In that role, he took the stage after Ohio State home games and gave statements on games in which he didn't take part. Terrelle Pryor had taken his starting job. But Jim Tressel kept putting Boeckman, 13-3 as a starter, up there as one of the faces of the team.
I've always felt awful for Boeckman, because I never really thought it was his fault he got benched.
My memory of the 35-3 loss to USC was Boeckman getting pummeled by the Trojan pass rush play after play, giving him no real chance to do anything. With Pryor at quarterback, at least he had a fighting chance of scrambling away.

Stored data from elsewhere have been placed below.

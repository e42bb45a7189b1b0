//! Configuration for the event log query resolver
//!
//! Loads the YAML document listing Salesforce instances and their queries,
//! merges external query files and validates instance settings up front so
//! that configuration mistakes stop the process before any query runs.
//!
//! # Core Operations
//!
//! - **Load**: parse the document and every referenced query file
//! - **Merge**: shared queries first, then instance queries, in file order
//! - **Validate**: required settings, interval names, non-negative lags
//!
//! # Example
//!
//! ```rust
//! use sfdc_config::ConfigLoader;
//!
//! let yaml = r#"
//! instances:
//!   - name: prod
//!     arguments:
//!       date_field: CreatedDate
//!       generation_interval: Hourly
//!       time_lag_minutes: 300
//!     queries:
//!       - "SELECT Id FROM LoginHistory WHERE LoginTime>={from_timestamp}"
//! "#;
//!
//! let instances = ConfigLoader::new().parse(yaml, ".").unwrap();
//! assert_eq!(instances[0].defaults.time_lag_minutes, 300);
//! ```

#![warn(missing_docs)]
#![warn(unreachable_pub)]

pub mod error;
pub mod instance;
pub mod loader;
pub mod model;

pub use error::{ConfigError, ConfigResult};
pub use instance::{CacheSettings, InstanceConfig};
pub use loader::ConfigLoader;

My good friend has a signed No. 17 Boeckman jersey that he used to wear on game days and I maintain that it's the second crispiest Buckeye jersey in existence.
He'll have break it out this Saturday to commemorate Boeckman's 2007 dissection of Penn State, when he went 19-for-26, throwing for 253 yards with 3 touchdowns and an interception in the best Buckeye passing performance in Happy Valley in my memory.
A MAN WHO CAN DO BOTH. Kirk Herbstreit is an extremely busy human between August and January, calling games every weekend in various part of the country. But he doesn't let that get in the way of seeing his sons play high school football.
From The Tennesseean:
"It's a once-in-a lifetime opportunity," said Herbstreit, who moved to Nashville with his family in 2011. "Your kids only get this chance one time. I told ESPN when the twins were in eighth or ninth grade that if the boys are ever playing on Friday night, we have to figure something out where I can do what I need to do on Thursday and Friday on location, then I need to get back Friday afternoon to their games.
"ESPN has been really good about that. They know that I am going to still show up prepared and ready to do what I need to do."
Herbstreit goes to practices on Thursday and meets coaches for the game he is calling. On Friday morning he attends a "GameDay" meeting, then tapes a couple segments that air on ESPN later that night.
And by 3 p.m. Friday he's typically on a plane headed to wherever the Big Red are playing.
"It's awesome," Tye said. "It's really cool to have my dad there. He has to go through so much to make that happen. It's hard to fathom what he has to go through to get there."
The real story here is that the boys Kirk used to sit on the College GameDay desk as they made their picks are now old enough to play high school football.
I'm only 24 and damn, I feel extremely old.